*** INPUT FOR THIS TASK

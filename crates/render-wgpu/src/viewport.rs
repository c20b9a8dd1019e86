/// Window size and the pixel ratio the scene renders at.
///
/// High-DPI screens are capped at `max_pixel_ratio` device pixels per
/// logical pixel; beyond that the wobble shader costs more than it shows.
#[derive(Debug, Clone, Copy, PartialEq)]
pub struct Viewport {
    pub physical_width: u32,
    pub physical_height: u32,
    pub scale_factor: f32,
    pub max_pixel_ratio: f32,
}

impl Viewport {
    pub fn new(physical_width: u32, physical_height: u32, scale_factor: f32, max_pixel_ratio: f32) -> Self {
        Self {
            physical_width,
            physical_height,
            scale_factor: if scale_factor > 0.0 { scale_factor } else { 1.0 },
            max_pixel_ratio: max_pixel_ratio.max(1.0),
        }
    }

    pub fn pixel_ratio(&self) -> f32 {
        self.scale_factor.min(self.max_pixel_ratio)
    }

    pub fn logical_size(&self) -> (f32, f32) {
        (
            self.physical_width as f32 / self.scale_factor,
            self.physical_height as f32 / self.scale_factor,
        )
    }

    /// Size of the render targets, never zero.
    pub fn render_size(&self) -> (u32, u32) {
        let (w, h) = self.logical_size();
        let ratio = self.pixel_ratio();
        (
            ((w * ratio).round() as u32).max(1),
            ((h * ratio).round() as u32).max(1),
        )
    }

    /// Size of the swapchain, which always matches the window.
    pub fn surface_size(&self) -> (u32, u32) {
        (self.physical_width.max(1), self.physical_height.max(1))
    }

    pub fn aspect(&self) -> f32 {
        let (w, h) = self.render_size();
        w as f32 / h as f32
    }
}

#[cfg(test)]
mod tests {
    use super::*;

    #[test]
    fn standard_dpi_renders_at_window_size() {
        let vp = Viewport::new(1280, 720, 1.0, 2.0);
        assert_eq!(vp.render_size(), (1280, 720));
        assert!((vp.aspect() - 16.0 / 9.0).abs() < 1e-6);
    }

    #[test]
    fn high_dpi_is_capped() {
        // A 3x screen with a 1000x500 logical window renders at 2x.
        let vp = Viewport::new(3000, 1500, 3.0, 2.0);
        assert_eq!(vp.pixel_ratio(), 2.0);
        assert_eq!(vp.render_size(), (2000, 1000));
        assert_eq!(vp.surface_size(), (3000, 1500));
    }

    #[test]
    fn retina_under_the_cap_is_untouched() {
        let vp = Viewport::new(2560, 1440, 2.0, 2.0);
        assert_eq!(vp.render_size(), (2560, 1440));
    }

    #[test]
    fn minimised_window_never_zero() {
        let vp = Viewport::new(0, 0, 1.0, 2.0);
        assert_eq!(vp.render_size(), (1, 1));
        let odd = Viewport::new(800, 600, 0.0, 0.0);
        assert_eq!(odd.scale_factor, 1.0);
        assert_eq!(odd.max_pixel_ratio, 1.0);
    }
}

******

ABOUT THIS TASK –
Set down exactly what runs from the line with "renders at 2x." to the last line of the data above, including both of those lines and no others.

REPLY –
        // A 3x screen with a 1000x500 logical window renders at 2x.
        let vp = Viewport::new(3000, 1500, 3.0, 2.0);
        assert_eq!(vp.pixel_ratio(), 2.0);
        assert_eq!(vp.render_size(), (2000, 1000));
        assert_eq!(vp.surface_size(), (3000, 1500));
    }

    #[test]
    fn retina_under_the_cap_is_untouched() {
        let vp = Viewport::new(2560, 1440, 2.0, 2.0);
        assert_eq!(vp.render_size(), (2560, 1440));
    }

    #[test]
    fn minimised_window_never_zero() {
        let vp = Viewport::new(0, 0, 1.0, 2.0);
        assert_eq!(vp.render_size(), (1, 1));
        let odd = Viewport::new(800, 600, 0.0, 0.0);
        assert_eq!(odd.scale_factor, 1.0);
        assert_eq!(odd.max_pixel_ratio, 1.0);
    }
}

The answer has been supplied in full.